At the top of Calle Consuelo, take a left to join Calle Caminete de la Luna and look out for the house with a pretty ceramic name plate ‘Casa de Luna’ to ensure you’re on the right track. Walking a few yards on, you’ll spot a red sign directing you up Calle Crúz del Rincón to Jimena Castle (Castillo de Jimena). About halfway up this street you will find another red sign pointing you down an alleyway, which leads to the old Iglesia de la Misericordia; today this is used as the village’s tourist office. The weathervane on top of this building is the logo for the tourist office of Jimena itself.

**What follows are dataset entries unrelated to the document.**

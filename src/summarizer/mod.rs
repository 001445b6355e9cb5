//! Summarization components
//!
//! Vectorization, per-chunk sentence selection, and final assembly of the
//! summary text, keywords and statistics.

pub mod assembler;
pub mod selector;
pub mod vectorizer;

pub use assembler::{ChunkStats, SelectedSentence, SummaryAssembler, SummaryOutput, SummaryStats};
pub use selector::{target_count, SentenceSelector};
//! Stopword filtering
//!
//! A fixed Chinese function-word list plus the English list from the
//! `stop-words` crate, so mixed-script novels lose their filler in both
//! scripts.

use rustc_hash::FxHashSet;
use stop_words::{get, LANGUAGE};

/// Common Chinese function words and pronouns.
const CHINESE_STOPWORDS: &[&str] = &[
    "的", "了", "和", "是", "就", "都", "而", "及", "与", "或", "这", "那", "你", "我", "他",
    "她", "它", "们", "个", "上", "下", "在", "有", "人", "不", "也", "很", "但", "还", "又",
    "只", "要", "一", "两", "三", "来", "去", "到", "会", "能", "好", "为", "以", "等", "被",
    "给", "让", "把", "从", "对", "将", "于", "可", "更", "最", "已", "再", "吗", "呢", "吧",
    "啊", "着", "过", "之", "其", "此", "我们", "你们", "他们", "她们", "它们", "时候", "没有",
    "什么", "一个", "这个", "那个", "不要", "自己", "可以", "这样", "那样", "如此", "一些",
    "一样", "一起", "所以", "因为", "因此", "为了", "可是", "但是", "然而", "而且", "并且",
    "不过", "如果", "的话", "就是", "是否",
];

/// A filter for removing stopwords from token streams
#[derive(Debug, Clone)]
pub struct StopwordFilter {
    /// Set of stopwords (lowercase)
    stopwords: FxHashSet<String>,
}

impl Default for StopwordFilter {
    fn default() -> Self {
        Self::new()
    }
}

impl StopwordFilter {
    /// Chinese list merged with the English list.
    pub fn new() -> Self {
        let mut stopwords: FxHashSet<String> =
            CHINESE_STOPWORDS.iter().map(|s| s.to_string()).collect();
        stopwords.extend(get(LANGUAGE::English).iter().map(|s| s.to_string()));
        Self { stopwords }
    }

    /// Create an empty stopword filter (no filtering)
    #[cfg(test)]
    pub(crate) fn empty() -> Self {
        Self {
            stopwords: FxHashSet::default(),
        }
    }

    /// Check if a word is a stopword (ASCII case-insensitive)
    pub fn is_stopword(&self, word: &str) -> bool {
        if word.bytes().any(|b| b.is_ascii_uppercase()) {
            self.stopwords.contains(&word.to_ascii_lowercase())
        } else {
            self.stopwords.contains(word)
        }
    }
}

From the tourist office you may be lucky and catch a tour up to the castle. The castle is open for you to explore freely at your leisure from Monday to Thursday 09:00 – 20:00 and Friday, Saturday, Sunday 09:00 – 21:00. It really is worth a visit, with great views for taking pictures. You can check out our History and Castle of Jimena de la Frontera pages for information on the different aspects of the castle and it’s past.
After completing a trip around the castle, or simply admiring it from below, retrace your steps back down the alley which led you to the tourist office and go back down Calle Cruz del Rincón, turning left onto Calle Caminete de la Luna and shortly right back onto Calle Consuelo. As you descend, stay on this street rather than turning left as the road forks, and eventually you will come across the charming Hostal Anon. This is a perfect spot to stop, eat and recharge after your visit to the castle, or even to stay overnight.

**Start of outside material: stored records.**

//! TextRank over a sentence similarity graph
//!
//! Power iteration with the un-normalized TextRank update
//!
//! ```text
//! new(i) = (1 - d) + d * Σ_j [ w(i,j) / Σ_k w(j,k) ] * score(j)
//! ```
//!
//! Scores start at `1 / N`. Iteration stops once the L1 delta between two
//! rounds drops below the epsilon, or at the iteration cap. Hitting the cap
//! is not an error: the last scores are returned with `converged = false`.
//! A sentence with no neighbors settles at `1 - d`.

use super::RankOutput;
use crate::graph::{CsrGraph, SimilarityGraphBuilder};
use crate::summarizer::vectorizer::SparseVector;

/// TextRank sentence ranker
#[derive(Debug, Clone, PartialEq)]
pub struct TextRankRanker {
    /// Damping factor (typically 0.85)
    pub damping: f64,
    /// Maximum number of iterations
    pub max_iterations: usize,
    /// Convergence threshold on the L1 delta
    pub epsilon: f64,
    /// Build similarity rows on the rayon pool
    pub parallel: bool,
}

impl Default for TextRankRanker {
    fn default() -> Self {
        Self {
            damping: 0.85,
            max_iterations: 100,
            epsilon: 1e-6,
            parallel: false,
        }
    }
}

impl TextRankRanker {
    pub fn new() -> Self {
        Self::default()
    }

    pub fn with_damping(mut self, damping: f64) -> Self {
        self.damping = damping;
        self
    }

    pub fn with_max_iterations(mut self, max_iterations: usize) -> Self {
        self.max_iterations = max_iterations;
        self
    }

    pub fn with_epsilon(mut self, epsilon: f64) -> Self {
        self.epsilon = epsilon;
        self
    }

    pub fn with_parallel(mut self, parallel: bool) -> Self {
        self.parallel = parallel;
        self
    }

    /// Build the similarity graph for `vectors` and rank it.
    pub fn rank(&self, vectors: &[SparseVector]) -> RankOutput {
        let graph = SimilarityGraphBuilder::new()
            .with_parallel(self.parallel)
            .build(vectors);
        self.run(&graph)
    }

    /// Run the iteration on a prepared graph.
    pub fn run(&self, graph: &CsrGraph) -> RankOutput {
        let n = graph.num_nodes;
        if n == 0 {
            return RankOutput::new(vec![], 0, 0.0, true);
        }

        let mut scores = vec![1.0 / n as f64; n];
        let mut new_scores = vec![0.0; n];
        let restart = 1.0 - self.damping;
        let mut iterations = 0;
        let mut delta = f64::MAX;

        while iterations < self.max_iterations && delta >= self.epsilon {
            iterations += 1;

            new_scores.fill(restart);

            // Push each node's score to its neighbors, split by edge weight
            for (node, &node_score) in scores.iter().enumerate() {
                let total_weight = graph.node_total_weight(node as u32);
                if total_weight > 0.0 {
                    let share = self.damping * node_score / total_weight;
                    for (neighbor, weight) in graph.neighbors(node as u32) {
                        new_scores[neighbor as usize] += share * weight;
                    }
                }
            }

            delta = scores
                .iter()
                .zip(new_scores.iter())
                .map(|(old, new)| (old - new).abs())
                .sum();

            std::mem::swap(&mut scores, &mut new_scores);
        }

        #[cfg(feature = "tracing")]
        if delta >= self.epsilon {
            tracing::debug!(
                iterations,
                delta,
                "textrank stopped at iteration cap before converging"
            );
        }

        RankOutput::new(scores, iterations, delta, delta < self.epsilon)
    }
}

At the end of Calle Consuelo look out for a brown sign on the right, pointing you towards the Real Fabrica de Artilleria de Carlos III and a hiking route along the Rio Hozgarganta. Turn left onto Calle La Vaca and then shortly after right when you see another brown sign.

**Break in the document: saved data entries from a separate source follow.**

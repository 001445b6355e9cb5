//! Natural Language Processing components
//!
//! This module provides sentence segmentation, tokenization and stopword filtering.

pub mod segmenter;
pub mod stopwords;
pub mod tokenizer;
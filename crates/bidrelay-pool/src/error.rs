pub type Result<T> = core::result::Result<T, PoolError>;

/// Failures reported by [`WorkerPool`](crate::WorkerPool).
#[derive(thiserror::Error, Debug)]
pub enum PoolError {
    /// A pool needs at least one worker thread.
    #[error("Worker pool requires at least one worker")]
    NoWorkers,

    /// The OS refused to start a worker thread.
    #[error("Failed to spawn worker {worker_id}: {source}")]
    Spawn {
        worker_id: usize,
        #[source]
        source: std::io::Error,
    },

    /// The pool is held or finished and accepts no further jobs.
    #[error("Worker pool is shut down")]
    ShutDown,
}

At the end of this street, make a left and join Callejón de la Vaca, heading towards the riverside hiking route, which takes you around Jimena and eventually leads you back to Plaza del Puerto Morán at the top end of the village. To find the start of this route continue down Callejón de la Vaca and Calle Pasada de Alcalá until you reach the second-to-last right-turn before the bridge over the river leading away from town. On this corner there will be another route sign, as well as a bigger green sign, indicating the river hiking route. For more information on this route, see our River Hozgarganta Walk page.
The end of this route should lead you to Plaza del Puerto Morán at the northern end of the village. Walking straight on to Calle Sevilla, turn left then take the next right down Calle Calzada. When you get to Calle Santa Ana turn left, then follow this street until you turn right into Plaza Llano de la Victoria. Here the Iglesia de Nuestra Señora de la Victoria stands tall against the small square and children’s playground. This may date from the 17th century, although other documents suggest it is much older – according to a testament to the church from the late 16th century, it offered mass and burial services. The convent located there, which makes up part of the church, is a clear example of where people who were part of the Mendicant Orders (Christian religious orders that adopted a lifestyle of poverty, traveling, and living in urban areas for the purposes of preaching, evangelization, and ministry) would stay, which tells us a little more about the history of the building.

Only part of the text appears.